I get a lot of pen test reports to read. They vary from beautifully crafted prose extolling the skilled exploitation of the system by security testing artistes to functional dumps of tool output into a word format by jobbing vulnerability scanners.
Usually I read that report once, I use the summary to know what detail I need to understand and use the the risk or vulnerability tables to pinpoint the urgent issues to fix. Those vulnerability tables are then transfered to spreadsheets where extra columns tracking the management of the issues identified are added and populated.
These spreadsheets become the key tool for managing issues. Usually I manage a spreadsheet per system and include within it other outstanding security risks and issues discovered outside the penetration test affecting that system. The operational security meetings I hold with the senior security managers from my suppliers and the risk management representatives from my stakeholders are driven by the walk through of identified or outstanding issues, calling out those that don’t seem to be getting fixed or are receiving push-back from admin teams in the supplier environments. These meetings also provide stakeholder risk management representatives the opportunity to review proposed resolutions to see if their risks are being well managed (It is after all their risk not mine).
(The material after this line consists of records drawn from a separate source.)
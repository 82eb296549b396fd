use criterion::{black_box, criterion_group, criterion_main, Criterion};

use plc::{compiler, program::Program, resources, vm::Vm};

/// will setup the default configured machine
fn get_default_vm(name: &str) -> Vm {
    let source = resources::source(name).expect("the demo has to exist");
    let output = compiler::compile(source).expect("the demo has to compile");
    let program = Program::new(name, output.binary).expect("the demo has to verify");
    Vm::new(program)
}

pub fn scan_bench(c: &mut Criterion) {
    let mut vm = get_default_vm("MATH");
    c.bench_function("scan_bench", |b| {
        b.iter(|| {
            vm.scan().expect("the demo scan has to pass");
            black_box(vm.outputs());
        });
    });
}

pub fn timer_scan_bench(c: &mut Criterion) {
    let mut vm = get_default_vm("BLINKER");
    vm.set_inputs(&[1]);
    c.bench_function("timer_scan_bench", |b| {
        b.iter(|| {
            vm.tick(1);
            vm.scan().expect("the demo scan has to pass");
            black_box(vm.outputs());
        });
    });
}

criterion_group!(benches, scan_bench, timer_scan_bench);
criterion_main!(benches);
I remember lots of discussions when I was on the testing side of the industry trying to divine what customers actually wanted in their reports, usuall by digging through the guts of a failed or failing client relationship where technical reports ended up in auditors hands or vice versa.
Now I am an end user of these reports it is clear what I need:
- 1) A high level summary that tells me the general feel for state of the system security is. I need this to answer the question; am I looking at a fundamental flaw stopping go-live or just a generally shoddy build process that needs tidying up? This needs to be aimed at a business user as that’s where this gets sent after I read it. If you’re going to add nice graphs or some sort of visualisation do it here (And read Edward Tufte first!)
- 2) A tabular list of issues including a title, a description, a list of hosts affected, an estimation of how bad it is and a suggested fix or workaround. If you can give this to me in a spreadsheet format you’ve just bought me time and my gratitude.
The estimation of how bad an issue is could be as simple as high/medium/low, more actionable data for me to work with would include ease of exploit, complexity to fix and the extent of resulting compromise. Ease of exploit plays back into my risk model so I can see if I need to worry about the issue, complexity to fix plays into my remediation plan and the risk management decision on going live and the extent of resulting compromise is used to drive behaviours from non-security team members who don’t get the problem.
I hope the key message for this blog post is I need to fix or manage the problems found in pen tests and everything that makes my job easier means you were more effective at your job.
That’s what I need from a pen test report.
What I want is pretty much pie-in-the sky for pen tests these days but it would be great to get a test script describing how a particular issue was found. Which tool was used? Was it confirmed with multiple tools / techniques? If we want to see if we fixed it what command line switches do we need?
A major bonus for me would be an archive of the shell history from the pen testers laptop with regular time/date stamps or maybe a video of the testers desktop. This means I can test a single issue to see if it’s fixed without needing a full blown follow up pen test.
I would happily trade time spent writing the flowery report for an actionable and usable list of issues and a test script for each one.